【試乗】ボルボファン待望! V70の正統な後継車V60のPHEVは死角なし (1/2ページ)

フロントはマイルドハイブリッド駆動でリヤはモーター駆動のAWD

 ボルボのプレミアム・ミッドサイズステーションワゴンであるV60のプラグインハイブリッド(PHEV)に試乗してきたのでリポートしよう。ボルボのステーションワゴンというと以前は「エステート」として1990年代半ばには850が大人気を博し、2000年前後にV70で2世代、3世代と進化していた。とくに850時代には「T—5R」というスポーティグレードをラインアップし、TWR(トム・ウォーキンショー・レーシングチーム)がレースカーに仕立ててBTCC(イギリスツーリングカー選手権)に参戦し優勝を記録するなど話題となった。

 そのボルボ・エステートの系譜を現代に引継いでいるのがV60なわけだが、今回紹介するのはスポーツモデルではなく環境性能に優れるPHVモデルである。ボルボはPHEVを「ツインエンジン」と呼び、他社と区別化している。さらにモデル名にT6、T8とパワーレベルに応じた識別記号を付けているのが特徴だ。今回試乗に供されたのはT6のインスプリクションモデルである。

 T6に採用されるパワートレインは、まず2リッター直列4気筒にターボ&スーパーチャージャーを装備し最高出力253馬力/6000rpm、最大トルク350N・m/1700〜5000rpmを発生するガソリンエンジンをフロントに搭載。これにCISG(クランクマウンテッド インテグレーテッド スターター ジェネレーター)モーターを装着。いわゆるマイルドハイブリッド化している。CISGにより通常のスターターモーター(セルモーター)は不要となり、エンジンのパワーブースターとしても活用している。これに8速ATを連結しパワーマネージメントしながら前輪を駆動させている。

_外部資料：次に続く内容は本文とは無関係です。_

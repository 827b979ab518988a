//! HTTP ledger gateway
//!
//! Talks to a JSON gateway that fronts the step challenge contract. The
//! gateway relays reads to the chain and, for signer-bound calls, forwards the
//! transaction to the account's signer.
//!
//! Endpoints:
//! ```text
//! GET  /api/v1/records/ids            -> ["steps-...", ...]
//! GET  /api/v1/records/{id}           -> StepRecord
//! GET  /api/v1/records/{id}/handle    -> { "handle": "0x..." }
//! GET  /api/v1/available              -> { "available": true }
//! POST /api/v1/records                -> { "txHash": "0x..." }
//! POST /api/v1/records/{id}/verify    -> { "txHash": "0x..." }
//! GET  /api/v1/tx/{hash}              -> { "status": "pending" | "finalized" | "failed", ... }
//! ```
//!
//! Error responses keep the response body in the error message so that
//! revert reasons ("Data already verified") and wallet rejections reach the
//! pipeline's classifier.

use anyhow::{anyhow, Context, Result};
use async_trait::async_trait;
use reqwest::{Client, Response};
use serde::{Deserialize, Serialize};
use std::sync::Arc;
use std::time::Duration;
use tracing::{debug, warn};

use super::{
    CreateRecordRequest, EncryptedHandle, LedgerReader, LedgerSigner, PendingTransaction,
    SignerProvider, TxReceipt,
};
use crate::record::{RecordId, StepRecord};

/// Header carrying the signing account on signer-bound requests
pub const ACCOUNT_HEADER: &str = "x-account-address";

/// Gateway connection settings
#[derive(Debug, Clone, PartialEq, Serialize, Deserialize)]
#[serde(default)]
pub struct GatewayConfig {
    /// Base URL of the gateway
    pub url: String,
    /// Address of the step challenge contract
    pub contract_address: String,
    /// Per-request timeout
    pub timeout_secs: u64,
    /// Delay between finality polls
    pub finality_poll_ms: u64,
    /// Polls before a pending transaction is reported as stuck
    pub finality_max_polls: u32,
}

impl Default for GatewayConfig {
    fn default() -> Self {
        Self {
            url: "http://localhost:8545".to_string(),
            contract_address: String::new(),
            timeout_secs: 30,
            finality_poll_ms: 1000,
            finality_max_polls: 120,
        }
    }
}

#[derive(Debug, Deserialize)]
struct HandleResponse {
    handle: String,
}

#[derive(Debug, Deserialize)]
struct AvailableResponse {
    available: bool,
}

#[derive(Debug, Deserialize)]
#[serde(rename_all = "camelCase")]
struct SubmitResponse {
    tx_hash: String,
}

#[derive(Debug, Serialize)]
#[serde(rename_all = "camelCase")]
struct VerificationRequest<'a> {
    clear_values: &'a str,
    proof: &'a str,
}

#[derive(Debug, Deserialize, PartialEq, Eq)]
#[serde(rename_all = "lowercase")]
enum TxState {
    Pending,
    Finalized,
    Failed,
}

#[derive(Debug, Deserialize)]
#[serde(rename_all = "camelCase")]
struct TxStatusResponse {
    status: TxState,
    #[serde(default)]
    block_number: Option<u64>,
    #[serde(default)]
    error: Option<String>,
}

/// Read-only gateway client
#[derive(Clone)]
pub struct HttpLedgerGateway {
    base_url: String,
    config: GatewayConfig,
    client: Client,
}

impl HttpLedgerGateway {
    pub fn new(config: GatewayConfig) -> Result<Self> {
        let client = Client::builder()
            .timeout(Duration::from_secs(config.timeout_secs))
            .build()
            .context("Failed to build gateway HTTP client")?;

        Ok(Self {
            base_url: config.url.trim_end_matches('/').to_string(),
            config,
            client,
        })
    }

    /// Signer-bound view of the same gateway for `account`
    pub fn signer(&self, account: impl Into<String>) -> HttpLedgerSigner {
        HttpLedgerSigner {
            gateway: self.clone(),
            account: account.into(),
        }
    }

    fn url(&self, path: &str) -> String {
        format!("{}/api/v1/{}", self.base_url, path)
    }

    async fn get_json<T: serde::de::DeserializeOwned>(&self, path: &str) -> Result<T> {
        let resp = self.client.get(self.url(path)).send().await?;
        let resp = check_status(resp, path).await?;
        resp.json()
            .await
            .with_context(|| format!("Failed to parse gateway response for {}", path))
    }
}

impl SignerProvider for HttpLedgerGateway {
    fn signer_for(&self, account: &str) -> Arc<dyn LedgerSigner> {
        Arc::new(self.signer(account))
    }
}

async fn check_status(resp: Response, what: &str) -> Result<Response> {
    let status = resp.status();
    if status.is_success() {
        return Ok(resp);
    }
    let body = resp.text().await.unwrap_or_default();
    Err(anyhow!("Gateway returned {} for {}: {}", status, what, body))
}

#[async_trait]
impl LedgerReader for HttpLedgerGateway {
    fn contract_address(&self) -> &str {
        &self.config.contract_address
    }

    async fn get_all_ids(&self) -> Result<Vec<RecordId>> {
        self.get_json("records/ids").await
    }

    async fn get_record(&self, id: &RecordId) -> Result<StepRecord> {
        debug!("Fetching record {}", id);
        self.get_json(&format!("records/{}", id)).await
    }

    async fn get_encrypted_value_handle(&self, id: &RecordId) -> Result<EncryptedHandle> {
        let resp: HandleResponse = self.get_json(&format!("records/{}/handle", id)).await?;
        Ok(EncryptedHandle::new(resp.handle))
    }

    async fn is_available(&self) -> Result<bool> {
        let resp: AvailableResponse = self.get_json("available").await?;
        Ok(resp.available)
    }
}

/// Gateway client that submits transactions on behalf of one account
#[derive(Clone)]
pub struct HttpLedgerSigner {
    gateway: HttpLedgerGateway,
    account: String,
}

impl HttpLedgerSigner {
    pub fn account(&self) -> &str {
        &self.account
    }

    async fn submit<B: Serialize + ?Sized>(
        &self,
        path: &str,
        body: &B,
    ) -> Result<Box<dyn PendingTransaction>> {
        let resp = self
            .gateway
            .client
            .post(self.gateway.url(path))
            .header(ACCOUNT_HEADER, &self.account)
            .json(body)
            .send()
            .await?;
        let resp = check_status(resp, path).await?;
        let submitted: SubmitResponse = resp
            .json()
            .await
            .context("Failed to parse transaction submission response")?;

        debug!("Submitted transaction {} via {}", submitted.tx_hash, path);
        Ok(Box::new(HttpPendingTransaction {
            gateway: self.gateway.clone(),
            tx_hash: submitted.tx_hash,
        }))
    }
}

#[async_trait]
impl LedgerSigner for HttpLedgerSigner {
    fn contract_address(&self) -> &str {
        &self.gateway.config.contract_address
    }

    async fn create_record(&self, request: CreateRecordRequest) -> Result<Box<dyn PendingTransaction>> {
        self.submit("records", &request).await
    }

    async fn submit_verification(
        &self,
        id: &RecordId,
        clear_values: &str,
        proof: &str,
    ) -> Result<Box<dyn PendingTransaction>> {
        self.submit(
            &format!("records/{}/verify", id),
            &VerificationRequest {
                clear_values,
                proof,
            },
        )
        .await
    }
}

/// Transaction tracked by polling the gateway
pub struct HttpPendingTransaction {
    gateway: HttpLedgerGateway,
    tx_hash: String,
}

#[async_trait]
impl PendingTransaction for HttpPendingTransaction {
    fn tx_hash(&self) -> &str {
        &self.tx_hash
    }

    async fn await_finality(self: Box<Self>) -> Result<TxReceipt> {
        let poll = Duration::from_millis(self.gateway.config.finality_poll_ms);
        let max_polls = self.gateway.config.finality_max_polls.max(1);

        for attempt in 0..max_polls {
            let status: TxStatusResponse = self
                .gateway
                .get_json(&format!("tx/{}", self.tx_hash))
                .await?;

            match status.status {
                TxState::Finalized => {
                    return Ok(TxReceipt {
                        tx_hash: self.tx_hash.clone(),
                        block_number: status.block_number,
                    })
                }
                TxState::Failed => {
                    return Err(anyhow!(
                        "Transaction {} failed: {}",
                        self.tx_hash,
                        status.error.unwrap_or_else(|| "unknown error".to_string())
                    ))
                }
                TxState::Pending => {
                    debug!(
                        "Transaction {} pending (poll {}/{})",
                        self.tx_hash,
                        attempt + 1,
                        max_polls
                    );
                    tokio::time::sleep(poll).await;
                }
            }
        }

        warn!("Transaction {} not finalized after {} polls", self.tx_hash, max_polls);
        Err(anyhow!(
            "Transaction {} not finalized after {} polls",
            self.tx_hash,
            max_polls
        ))
    }
}

#[cfg(test)]
mod tests {
    use super::*;
    use httpmock::prelude::*;

    fn gateway(server: &MockServer) -> HttpLedgerGateway {
        HttpLedgerGateway::new(GatewayConfig {
            url: server.base_url(),
            contract_address: "0xcontract".to_string(),
            finality_poll_ms: 1,
            finality_max_polls: 3,
            ..Default::default()
        })
        .unwrap()
    }

    #[tokio::test]
    async fn test_get_all_ids() {
        let server = MockServer::start();
        server.mock(|when, then| {
            when.method(GET).path("/api/v1/records/ids");
            then.status(200)
                .header("content-type", "application/json")
                .body(r#"["steps-1-aaaaaa", "steps-2-bbbbbb"]"#);
        });

        let ids = gateway(&server).get_all_ids().await.unwrap();
        assert_eq!(
            ids,
            vec![RecordId::new("steps-1-aaaaaa"), RecordId::new("steps-2-bbbbbb")]
        );
    }

    #[tokio::test]
    async fn test_get_record_and_handle() {
        let server = MockServer::start();
        server.mock(|when, then| {
            when.method(GET).path("/api/v1/records/steps-1-aaaaaa");
            then.status(200).json_body(serde_json::json!({
                "id": "steps-1-aaaaaa",
                "name": "Alice",
                "creator": "0xaaaaaa",
                "timestamp": 1700000000,
                "publicValue1": 500,
                "publicValue2": 0,
                "isVerified": false,
                "decryptedValue": 0
            }));
        });
        server.mock(|when, then| {
            when.method(GET).path("/api/v1/records/steps-1-aaaaaa/handle");
            then.status(200)
                .json_body(serde_json::json!({ "handle": "0xhandle" }));
        });

        let gw = gateway(&server);
        let id = RecordId::new("steps-1-aaaaaa");
        let record = gw.get_record(&id).await.unwrap();
        assert_eq!(record.name, "Alice");
        assert!(!record.is_verified);

        let handle = gw.get_encrypted_value_handle(&id).await.unwrap();
        assert_eq!(handle.as_str(), "0xhandle");
    }

    #[tokio::test]
    async fn test_error_body_is_kept() {
        let server = MockServer::start();
        server.mock(|when, then| {
            when.method(POST).path("/api/v1/records/steps-1-aaaaaa/verify");
            then.status(400)
                .body("execution reverted: Data already verified");
        });

        let signer = gateway(&server).signer("0xaaaaaa");
        let err = signer
            .submit_verification(&RecordId::new("steps-1-aaaaaa"), "0x00", "0x01")
            .await
            .err()
            .unwrap();
        assert!(err.to_string().contains("Data already verified"));
    }

    #[tokio::test]
    async fn test_create_record_and_await_finality() {
        let server = MockServer::start();
        let create = server.mock(|when, then| {
            when.method(POST)
                .path("/api/v1/records")
                .header(ACCOUNT_HEADER, "0xaaaaaa")
                .json_body_partial(r#"{"id": "steps-1-aaaaaa", "publicValue1": 7}"#);
            then.status(200)
                .json_body(serde_json::json!({ "txHash": "0xtx" }));
        });
        server.mock(|when, then| {
            when.method(GET).path("/api/v1/tx/0xtx");
            then.status(200)
                .json_body(serde_json::json!({ "status": "finalized", "blockNumber": 42 }));
        });

        let signer = gateway(&server).signer("0xaaaaaa");
        let pending = signer
            .create_record(CreateRecordRequest {
                id: RecordId::new("steps-1-aaaaaa"),
                name: "Alice".to_string(),
                encrypted_data: "0xdead".to_string(),
                proof: "0xbeef".to_string(),
                public_value1: 7,
                public_value2: 0,
                description: "Daily steps: 7".to_string(),
            })
            .await
            .unwrap();
        assert_eq!(pending.tx_hash(), "0xtx");

        let receipt = pending.await_finality().await.unwrap();
        assert_eq!(receipt.block_number, Some(42));
        create.assert();
    }

    #[tokio::test]
    async fn test_failed_transaction() {
        let server = MockServer::start();
        server.mock(|when, then| {
            when.method(GET).path("/api/v1/tx/0xbad");
            then.status(200)
                .json_body(serde_json::json!({ "status": "failed", "error": "out of gas" }));
        });

        let pending = Box::new(HttpPendingTransaction {
            gateway: gateway(&server),
            tx_hash: "0xbad".to_string(),
        });
        let err = pending.await_finality().await.unwrap_err();
        assert!(err.to_string().contains("out of gas"));
    }

    #[tokio::test]
    async fn test_pending_transaction_gives_up() {
        let server = MockServer::start();
        let status = server.mock(|when, then| {
            when.method(GET).path("/api/v1/tx/0xslow");
            then.status(200)
                .json_body(serde_json::json!({ "status": "pending" }));
        });

        let pending = Box::new(HttpPendingTransaction {
            gateway: gateway(&server),
            tx_hash: "0xslow".to_string(),
        });
        let err = pending.await_finality().await.unwrap_err();
        assert!(err.to_string().contains("not finalized"));
        status.assert_hits(3);
    }

    #[tokio::test]
    async fn test_is_available() {
        let server = MockServer::start();
        server.mock(|when, then| {
            when.method(GET).path("/api/v1/available");
            then.status(200)
                .json_body(serde_json::json!({ "available": true }));
        });

        assert!(gateway(&server).is_available().await.unwrap());
    }

    #[tokio::test]
    async fn test_connection_error() {
        let gw = HttpLedgerGateway::new(GatewayConfig {
            url: "http://127.0.0.1:65534".to_string(),
            ..Default::default()
        })
        .unwrap();
        assert!(gw.get_all_ids().await.is_err());
    }
}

 一方、リヤアクスルには最高出力87馬力、最大トルク240N・mの電動駆動モーターを搭載。車体中央の通常ドライブシャフトが通るフロアトンネルに搭載される総電力量30Ahのリチウムイオンバッテリーから給電し125km/hまでピュアEVとして後輪を駆動させてもいる。これらをボルボが誇るSPA(スケアラブル プロダクト アーキテクチュア)プラットフォームに搭載しAWD(全輪駆動車)として構成しているのだ。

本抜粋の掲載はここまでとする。